Narkolepsie beim Pferd: Diagnose
Um eine Diagnose zu stellen, sollten erst einmal alle anderen Ursachen durch gründliche klinische und labortechnische Untersuchungen ausgeschlossen werden. Einen Kollaps können nämlich beispielsweise auch Elektrolyt-Ungleichgewichte auslösen. Eine durchgehende Videoüberwachung und Aufzeichnung des Schlafverhaltens in einer Klinik sind notwendig, um den Auslöser zuverlässig identifizieren zu können. Durch Provokationstests kann die Verdachtsdiagnose dann bestätigt werden. Bei den Tests bekommt das Pferd Medikamente, die einen Anfall entweder unterdrücken oder auslösen.
Was tun bei Narkolepsie beim Pferd?
Da Pferde mit Narkolepsie unkontrolliert und unkoordiniert stürzen, verletzen sie sich entsprechend häufig. Neben offenen Wunden an den Gelenken treten auch immer wieder Lahmheiten auf. Meistens wundert sich der Besitzer über die Verletzungen und vermutet Tritte oder Ähnliches dahinter, da er die Kollapse nicht selbst miterlebt. Besonders gefährlich wird es jedoch auch für den Menschen, wenn er neben dem Pferd steht und dieses plötzlich zusammensackt und umfällt.
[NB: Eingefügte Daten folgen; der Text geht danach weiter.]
// ─── FactStore impl ──────────────────────────────────────────────────────────

impl FactStore for SqliteStore {
  type Error = crate::Error;

  // ── Facts ─────────────────────────────────────────────────────────────────

  async fn create(&self, input: NewFact) -> Result<Fact> {
    let fact = Fact {
      id:                 Uuid::new_v4(),
      content:            input.content,
      author_name:        input.author_name,
      created_by_session: input.session,
      created_at:         Utc::now().trunc_subsecs(3),
      upvotes:            0,
      downvotes:          0,
    };

    let id_str      = encode_uuid(fact.id);
    let content     = fact.content.clone();
    let author_name = fact.author_name.clone();
    let session     = fact.created_by_session.to_string();
    let created_at  = encode_ms(fact.created_at);

    self
      .conn
      .call(move |conn| {
        conn.execute(
          "INSERT INTO facts (id, content, author_name, created_by_session, created_at, upvotes, downvotes)
           VALUES (?1, ?2, ?3, ?4, ?5, 0, 0)",
          params![id_str, content, author_name, session, created_at],
        )?;
        Ok(())
      })
      .await?;

    debug!(fact_id = %fact.id, session = %fact.created_by_session, "fact created");
    Ok(fact)
  }

  async fn random_sample(&self, limit: usize, viewer: SessionId) -> Result<Vec<FactView>> {
    let limit = sql_limit(limit);
    Ok(
      self
        .conn
        .call(move |conn| Ok(select_views(conn, "RANDOM()", viewer.as_str(), limit)?))
        .await?,
    )
  }

  async fn top_ranked(&self, limit: usize, viewer: SessionId) -> Result<Vec<FactView>> {
    let limit = sql_limit(limit);
    let order = format!("{SCORE} DESC, f.created_at DESC");
    Ok(
      self
        .conn
        .call(move |conn| Ok(select_views(conn, &order, viewer.as_str(), limit)?))
        .await?,
    )
  }

  async fn get_by_id(&self, id: Uuid, viewer: SessionId) -> Result<Option<FactView>> {
    let id_str = encode_uuid(id);
    Ok(
      self
        .conn
        .call(move |conn| Ok(select_view(conn, &id_str, viewer.as_str())?))
        .await?,
    )
  }

  async fn delete_by_id(&self, id: Uuid) -> Result<bool> {
    let id_str = encode_uuid(id);
    let removed = self
      .conn
      .call(move |conn| Ok(conn.execute("DELETE FROM facts WHERE id = ?1", params![id_str])?))
      .await?;
    Ok(removed > 0)
  }

  async fn list_all(&self) -> Result<Vec<Fact>> {
    Ok(
      self
        .conn
        .call(|conn| Ok(select_facts(conn, "ORDER BY f.created_at DESC")?))
        .await?,
    )
  }

  // ── Votes ─────────────────────────────────────────────────────────────────

  async fn cast_vote(
    &self,
    id:        Uuid,
    voter:     SessionId,
    vote_type: VoteType,
  ) -> Result<Option<FactView>> {
    let id_str = encode_uuid(id);
    let now    = encode_ms(Utc::now());

    let outcome = self
      .conn
      .call(move |conn| {
        let voter = voter.as_str();
        // IMMEDIATE takes the write lock before the read, so the decision
        // below cannot be based on a stale vote row.
        let tx = conn.transaction_with_behavior(TransactionBehavior::Immediate)?;

        let exists = tx
          .query_row("SELECT 1 FROM facts WHERE id = ?1", params![id_str], |_| Ok(()))
          .optional()?
          .is_some();
        if !exists {
          return Ok(None);
        }

        let existing = tx
          .query_row(
            "SELECT vote_type FROM votes WHERE session_id = ?1 AND fact_id = ?2",
            params![voter, id_str],
            |row| decode_vote_type(0, &row.get::<_, String>(0)?),
          )
          .optional()?;

        let transition = VoteTransition::decide(existing, vote_type);
        match transition {
          VoteTransition::Cast(ty) => tx.execute(
            "INSERT INTO votes (session_id, fact_id, vote_type, created_at) VALUES (?1, ?2, ?3, ?4)",
            params![voter, id_str, ty.as_str(), now],
          )?,
          VoteTransition::Withdraw(_) => tx.execute(
            "DELETE FROM votes WHERE session_id = ?1 AND fact_id = ?2",
            params![voter, id_str],
          )?,
          VoteTransition::Flip { to, .. } => tx.execute(
            "UPDATE votes SET vote_type = ?1, created_at = ?2 WHERE session_id = ?3 AND fact_id = ?4",
            params![to.as_str(), now, voter, id_str],
          )?,
        };

        let (up, down) = transition.counter_deltas();
        tx.execute(
          "UPDATE facts SET upvotes = upvotes + ?1, downvotes = downvotes + ?2 WHERE id = ?3",
          params![up, down, id_str],
        )?;

        let view = select_view(&tx, &id_str, voter)?;
        tx.commit()?;
        Ok(view.map(|v| (transition, v)))
      })
      .await?;

    Ok(outcome.map(|(transition, view)| {
      debug!(fact_id = %id, ?transition, "vote applied");
      view
    }))
  }

  // ── Sessions ──────────────────────────────────────────────────────────────

  async fn sessions(&self) -> Result<Vec<SessionSummary>> {
    Ok(
      self
        .conn
        .call(|conn| {
          // `author_name` is a bare column: SQLite takes it from the row that
          // supplies MAX(created_at).
          let mut stmt = conn.prepare(
            "SELECT created_by_session, author_name, COUNT(*) AS fact_count, MAX(created_at) AS last_at
             FROM facts
             GROUP BY created_by_session
             ORDER BY fact_count DESC, last_at DESC",
          )?;
          let rows = stmt
            .query_map([], |row| {
              Ok(SessionSummary {
                session_id:   SessionId::from(row.get::<_, String>(0)?),
                author_name:  row.get(1)?,
                fact_count:   count(row, 2)?,
                last_fact_at: decode_ms(3, row.get(3)?)?,
              })
            })?
            .collect::<rusqlite::Result<Vec<_>>>()?;
          Ok(rows)
        })
        .await?,
    )
  }

  async fn authors(&self) -> Result<Vec<AuthorSummary>> {
    Ok(
      self
        .conn
        .call(|conn| {
          let mut stmt = conn.prepare(
            "SELECT author_name,
                    COUNT(*) AS fact_count,
                    SUM(upvotes + downvotes),
                    COUNT(DISTINCT created_by_session)
             FROM facts
             GROUP BY author_name
             ORDER BY fact_count DESC, author_name",
          )?;
          let rows = stmt
            .query_map([], |row| {
              Ok(AuthorSummary {
                author_name:   row.get(0)?,
                fact_count:    count(row, 1)?,
                total_votes:   count(row, 2)?,
                session_count: count(row, 3)?,
              })
            })?
            .collect::<rusqlite::Result<Vec<_>>>()?;
          Ok(rows)
        })
        .await?,
    )
  }

  async fn delete_all_by_session(&self, session: SessionId) -> Result<u64> {
    let removed = self
      .conn
      .call(move |conn| {
        Ok(conn.execute(
          "DELETE FROM facts WHERE created_by_session = ?1",
          params![session.as_str()],
        )?)
      })
      .await?;
    Ok(removed as u64)
  }

  async fn reassign_session(&self, from: SessionId, to: SessionId) -> Result<u64> {
    let moved = self
      .conn
      .call(move |conn| {
        Ok(conn.execute(
          "UPDATE facts SET created_by_session = ?1 WHERE created_by_session = ?2",
          params![to.as_str(), from.as_str()],
        )?)
      })
      .await?;
    Ok(moved as u64)
  }

  // ── Aggregates ────────────────────────────────────────────────────────────

  async fn stats(&self) -> Result<Stats> {
    let since = encode_ms(Utc::now()) - TRENDING_WINDOW_MS;

    Ok(
      self
        .conn
        .call(move |conn| {
          // One read transaction so every figure comes from the same snapshot.
          let tx = conn.transaction()?;

          let total_facts = tx.query_row("SELECT COUNT(*) FROM facts", [], |r| count(r, 0))?;
          let total_votes = tx.query_row("SELECT COUNT(*) FROM votes", [], |r| count(r, 0))?;
          let total_users = tx.query_row(
            "SELECT COUNT(DISTINCT created_by_session) FROM facts",
            [],
            |r| count(r, 0),
          )?;

          let top_fact = select_facts(
            &tx,
            &format!("ORDER BY {SCORE} DESC, f.created_at DESC LIMIT 1"),
          )?
          .into_iter()
          .next();

          let recent_facts = select_facts(
            &tx,
            &format!("ORDER BY f.created_at DESC LIMIT {STATS_LIST_LEN}"),
          )?;

          let most_active_users = {
            let mut stmt = tx.prepare(&format!(
              "SELECT author_name, COUNT(*) AS fact_count, SUM(upvotes + downvotes) AS total_votes
               FROM facts
               GROUP BY author_name
               ORDER BY fact_count DESC, total_votes DESC
               LIMIT {STATS_LIST_LEN}"
            ))?;
            stmt
              .query_map([], |row| {
                Ok(ActiveAuthor {
                  author_name: row.get(0)?,
                  fact_count:  count(row, 1)?,
                  total_votes: count(row, 2)?,
                })
              })?
              .collect::<rusqlite::Result<Vec<_>>>()?
          };

          let controversial_facts = select_facts(
            &tx,
            &format!(
              "WHERE f.upvotes > 0 AND f.downvotes > 0
               ORDER BY (f.upvotes + f.downvotes) DESC, ABS(f.upvotes - f.downvotes) ASC
               LIMIT {STATS_LIST_LEN}"
            ),
          )?;

          let trending_facts = {
            let mut stmt = tx.prepare(&format!(
              "SELECT {FACT_COLUMNS}, COUNT(v.session_id) AS recent_votes
               FROM facts f
               JOIN votes v ON v.fact_id = f.id AND v.created_at > ?1
               GROUP BY f.id
               ORDER BY recent_votes DESC, {SCORE} DESC
               LIMIT {STATS_LIST_LEN}"
            ))?;
            stmt
              .query_map(params![since], |row| {
                Ok(TrendingFact {
                  fact:         fact_from_row(row, 0)?,
                  recent_votes: count(row, FACT_WIDTH)?,
                })
              })?
              .collect::<rusqlite::Result<Vec<_>>>()?
          };

          let avg_score: Option<f64> =
            tx.query_row("SELECT AVG(upvotes - downvotes) FROM facts", [], |r| r.get(0))?;

          let votes_breakdown = tx.query_row(
            "SELECT SUM(vote_type = 'up'), SUM(vote_type = 'down') FROM votes",
            [],
            |row| {
              Ok(VotesBreakdown {
                upvotes:   count(row, 0)?,
                downvotes: count(row, 1)?,
              })
            },
          )?;

          tx.commit()?;

          Ok(Stats {
            total_facts,
            total_votes,
            total_users,
            top_fact,
            recent_facts,
            most_active_users,
            controversial_facts,
            trending_facts,
            avg_score: avg_score.unwrap_or(0.0),
            votes_breakdown,
          })
        })
        .await?,
    )
  }

  async fn admin_stats(&self) -> Result<AdminStats> {
    Ok(
      self
        .conn
        .call(|conn| {
          let tx = conn.transaction()?;

          let facts_by_day = {
            let mut stmt = tx.prepare(&format!(
              "SELECT {LOCAL_DAY} AS day, COUNT(*)
               FROM facts
               GROUP BY day
               ORDER BY day DESC
               LIMIT {FACTS_BY_DAY_ROWS}"
            ))?;
            stmt
              .query_map([], |row| {
                Ok(DayCount {
                  date:  decode_date(0, &row.get::<_, String>(0)?)?,
                  count: count(row, 1)?,
                })
              })?
              .collect::<rusqlite::Result<Vec<_>>>()?
          };

          let vote_activity = {
            let mut stmt = tx.prepare(&format!(
              "SELECT {LOCAL_DAY} AS day, vote_type, COUNT(*)
               FROM votes
               GROUP BY day, vote_type
               ORDER BY day DESC, vote_type
               LIMIT {VOTE_ACTIVITY_ROWS}"
            ))?;
            stmt
              .query_map([], |row| {
                Ok(VoteActivity {
                  date:      decode_date(0, &row.get::<_, String>(0)?)?,
                  vote_type: decode_vote_type(1, &row.get::<_, String>(1)?)?,
                  count:     count(row, 2)?,
                })
              })?
              .collect::<rusqlite::Result<Vec<_>>>()?
          };

          // A session "joins" on the local day of its first fact.
          let user_growth = {
            let mut stmt = tx.prepare(&format!(
              "SELECT join_date, COUNT(*)
               FROM (
                 SELECT DATE(MIN(created_at) / 1000, 'unixepoch', 'localtime') AS join_date
                 FROM facts
                 GROUP BY created_by_session
               )
               GROUP BY join_date
               ORDER BY join_date DESC
               LIMIT {USER_GROWTH_ROWS}"
            ))?;
            stmt
              .query_map([], |row| {
                Ok(UserGrowth {
                  join_date: decode_date(0, &row.get::<_, String>(0)?)?,
                  new_users: count(row, 1)?,
                })
              })?
              .collect::<rusqlite::Result<Vec<_>>>()?
          };

          tx.commit()?;

          Ok(AdminStats { facts_by_day, vote_activity, user_growth })
        })
        .await?,
    )
  }
}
Narkolepsie beim Pferd: Behandlung
Bei einer Narkolepsie beim Pferd ist eine Therapie nur in den wenigsten Fällen erfolgreich, denn grundsätzlich ist die Krankheit nicht heilbar. Die Behandlung mit Medikamenten ist schwierig, da diese schlimme Nebenwirkungen nach sich ziehen kann. Es kann vorkommen, dass die Stärke und Dauer der narkoleptischen Anfälle bei Fohlen mit der Zeit abnimmt und sich die Symptome auch ohne Therapie bessern oder sogar ganz ausbleiben.
Ein Therapieansatz aus der Humanmedizin ist das Antidepressivum Imipramin. In einer Studie wurde bei zwei Fohlen beobachtet, dass die exzessive Schläfrigkeit am Tag dadurch zwar nachgelassen hat, die durch Emotionen ausgelöste Kataplexie jedoch nicht verhindert werden konnte. Besonders wichtig bei diesem Medikament ist die richtige Dosierung, denn wird zu viel verabreicht, kann es zu schwerwiegenden Nebenwirkungen wie Muskelzittern, Herz-Kreislauf-Probleme, Koliken oder Geräuschhypersensibilität kommen.
Falls die Therapie bei betroffenen Pferden anschlägt, sind sie für ihr restliches Leben auf das Medikament angewiesen, welches dreimal am Tag über das Maul verabreicht werden muss. Es kann aber auch sein, dass die Therapie gar nicht hilft oder die Symptome nicht ausreichend eindämmt, sodass sich das Pferd nicht sicher auf den Beinen halten kann. Eine alternative Behandlung oder Vorbeugung gibt es leider nicht.
Bei einem Pferd, welches nur an einem leichten Grad der Krankheit leidet, hilft es oft schon, jegliche Stresssituation zu vermeiden sowie für möglichst viel Ruhe und Entspannung zu sorgen. Liegt Narkolepsie bei einem Pferd im Offenstall vor, sollte das Tier zumindest nachts in eine Box gebracht werden. So kann es besser zur Ruhe kommen und hat auch die Möglichkeit, einen ruhigen Schlaf zu finden.
Fazit
Abschließend ist zu sagen, dass eine Narkolepsie beim Pferd in den meisten Fällen mit einem REM-Schlafmangel, also einer Pseudonarkolepsie, verwechselt wird. Ein Pferd kann die Leicht- und Tiefschlafphasen zwar auch im Stehen durchlaufen, den REM-Schlaf jedoch nur im Liegen. Fehlt dieser dauerhaft, ist die Gesundheit des Vierbeiners stark beeinträchtigt. Sind dir schon einmal Verletzungen am Fesselkopf oder Vorderfußwurzelgelenk aufgefallen, ist eine 24-Stunden-Videoüberwachung und Rücksprache mit dem Tierarzt empfehlenswert. Durch frühzeitige Maßnahmen kannst du deinem Pferd das Leben und den Schlafrhythmus erleichtern sowie das Wohlfühlgefühl zurückgeben.